Devenu ultérieurement ingénieur, il est placé en arrêt-maladie à compter du 22 février 2002.

Reconnu invalide le 11 janvier 2005 à compter du 1er janvier, il est mis à la retraite à l'âge de 60 ans le 28 février 2010.

Mais le salarié saisit la juridiction prud'homale le 20 juin 2003 de diverses demandes, estimant notamment que le fait pour l’employeur de produire en justice une attestation du médecin du travail comportant des éléments tirés de son dossier médical devait être considéré comme une faute de sa part, et conduire à sa condamnation au paiement de dommages-intérêts. 
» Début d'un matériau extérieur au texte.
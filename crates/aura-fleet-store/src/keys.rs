//! Key encoding utilities for `RocksDB`.
//!
//! This module provides functions to encode and decode keys for various indexes.
//! All keys are designed to support efficient prefix scans.

use aura_fleet_core::{CommandId, JobId, MetricId, NodeId};
use chrono::{DateTime, Utc};

/// Encode a credential key (the token hash bytes).
#[must_use]
pub fn credential_key(token_hash: &str) -> Vec<u8> {
    token_hash.as_bytes().to_vec()
}

/// Encode a job key (just the job ID bytes).
#[must_use]
pub fn job_key(job_id: &JobId) -> Vec<u8> {
    job_id.as_bytes().to_vec()
}

/// Encode a node-job index key: `node_id || created_at_millis (BE) || job_id`.
///
/// Big-endian milliseconds make a forward prefix scan return jobs oldest first.
#[must_use]
pub fn node_job_key(node_id: &NodeId, created_at: DateTime<Utc>, job_id: &JobId) -> Vec<u8> {
    // Pre-epoch timestamps clamp to zero; they never occur for freshly created jobs.
    let millis = u64::try_from(created_at.timestamp_millis()).unwrap_or(0);
    let mut key = Vec::with_capacity(40);
    key.extend_from_slice(node_id.as_bytes());
    key.extend_from_slice(&millis.to_be_bytes());
    key.extend_from_slice(job_id.as_bytes());
    key
}

/// Encode a node-metric key: `node_id || collected_at_millis (BE) || metric_id`.
#[must_use]
pub fn node_metric_key(
    node_id: &NodeId,
    collected_at: DateTime<Utc>,
    metric_id: &MetricId,
) -> Vec<u8> {
    let millis = u64::try_from(collected_at.timestamp_millis()).unwrap_or(0);
    let mut key = Vec::with_capacity(40);
    key.extend_from_slice(node_id.as_bytes());
    key.extend_from_slice(&millis.to_be_bytes());
    key.extend_from_slice(metric_id.as_bytes());
    key
}

/// Encode a node prefix for scanning all jobs, commands or metrics of a node.
#[must_use]
pub fn node_prefix(node_id: &NodeId) -> Vec<u8> {
    node_id.as_bytes().to_vec()
}

/// Extract the job ID from a node-job key.
///
/// # Panics
///
/// Panics if the key is not at least 40 bytes.
#[must_use]
pub fn extract_job_id_from_node_job_key(key: &[u8]) -> JobId {
    let mut bytes = [0u8; 16];
    bytes.copy_from_slice(&key[24..40]);
    JobId::from_uuid(uuid::Uuid::from_bytes(bytes))
}

/// Encode a command key (just the command ID bytes).
#[must_use]
pub fn command_key(command_id: &CommandId) -> Vec<u8> {
    command_id.as_bytes().to_vec()
}

/// Encode a node-command index key: `node_id || name`.
///
/// Node IDs are fixed width, so the name needs no separator and a prefix scan
/// returns a node's commands sorted by name.
#[must_use]
pub fn node_command_key(node_id: &NodeId, name: &str) -> Vec<u8> {
    let mut key = Vec::with_capacity(16 + name.len());
    key.extend_from_slice(node_id.as_bytes());
    key.extend_from_slice(name.as_bytes());
    key
}

/// Decode a command ID stored as an index value.
///
/// Returns `None` if the value is not 16 bytes.
#[must_use]
pub fn decode_command_id(value: &[u8]) -> Option<CommandId> {
    let bytes: [u8; 16] = value.try_into().ok()?;
    Some(CommandId::from_uuid(uuid::Uuid::from_bytes(bytes)))
}

#[cfg(test)]
mod tests {
    use super::*;
    use chrono::Duration;

    #[test]
    fn node_job_key_roundtrip() {
        let node_id = NodeId::generate();
        let job_id = JobId::generate();

        let key = node_job_key(&node_id, Utc::now(), &job_id);
        assert_eq!(key.len(), 40);
        assert!(key.starts_with(&node_prefix(&node_id)));
        assert_eq!(extract_job_id_from_node_job_key(&key), job_id);
    }

    #[test]
    fn node_job_keys_sort_by_creation() {
        let node_id = NodeId::generate();
        let now = Utc::now();
        let older = node_job_key(&node_id, now, &JobId::generate());
        let newer = node_job_key(&node_id, now + Duration::seconds(1), &JobId::generate());
        assert!(older < newer);
    }

    #[test]
    fn node_metric_keys_sort_by_collection() {
        let node_id = NodeId::generate();
        let now = Utc::now();
        let older = node_metric_key(&node_id, now, &MetricId::generate());
        let newer = node_metric_key(&node_id, now + Duration::milliseconds(5), &MetricId::generate());
        assert_eq!(older.len(), 40);
        assert!(older.starts_with(&node_prefix(&node_id)));
        assert!(older < newer);
    }

    #[test]
    fn node_command_keys_sort_by_name() {
        let node_id = NodeId::generate();
        let a = node_command_key(&node_id, "backup");
        let b = node_command_key(&node_id, "restart");
        assert!(a < b);
        assert!(a.starts_with(&node_prefix(&node_id)));
    }

    #[test]
    fn command_id_value_roundtrip() {
        let id = CommandId::generate();
        assert_eq!(decode_command_id(&command_key(&id)), Some(id));
        assert_eq!(decode_command_id(b"short"), None);
    }
}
Dans son arrêt du 31 octobre 2013, la Cour d'appel de Metz déboute le salarié de sa demande,

Extrait de l’arrêt :

Vu l'article L. 4623-8 du code du travail, ensemble l'article L. 1110-4 du code de la santé publique ;

Attendu que commet une faute l'employeur qui fait établir et produit en justice une attestation du médecin du travail comportant des éléments tirés du dossier médical du salarié, hormis les informations que le médecin du travail est légalement tenu de communiquer à l'employeur ;

Attendu que, pour rejeter la demande du salarié de dommages-intérêts, l'arrêt retient qu'il résulte de la décision rendue par le Conseil régional de l'ordre des médecins de Lorraine que, si le médecin du travail s'est vu infliger un blâme, c'est au seul motif qu'il a manqué à ses obligations en se dispensant de formuler l'avis qu'il était tenu d'établir en vertu de l'article R. 241-51-1 du code du travail et que le salarié ne démontre pas une quelconque faute de son employeur qualifiée par lui de recel de violation du secret professionnel ;

Mais ce n’est pas l’avis de la Cour de cassation qui casse et annule l’arrêt de la cour d’appel sur ce point.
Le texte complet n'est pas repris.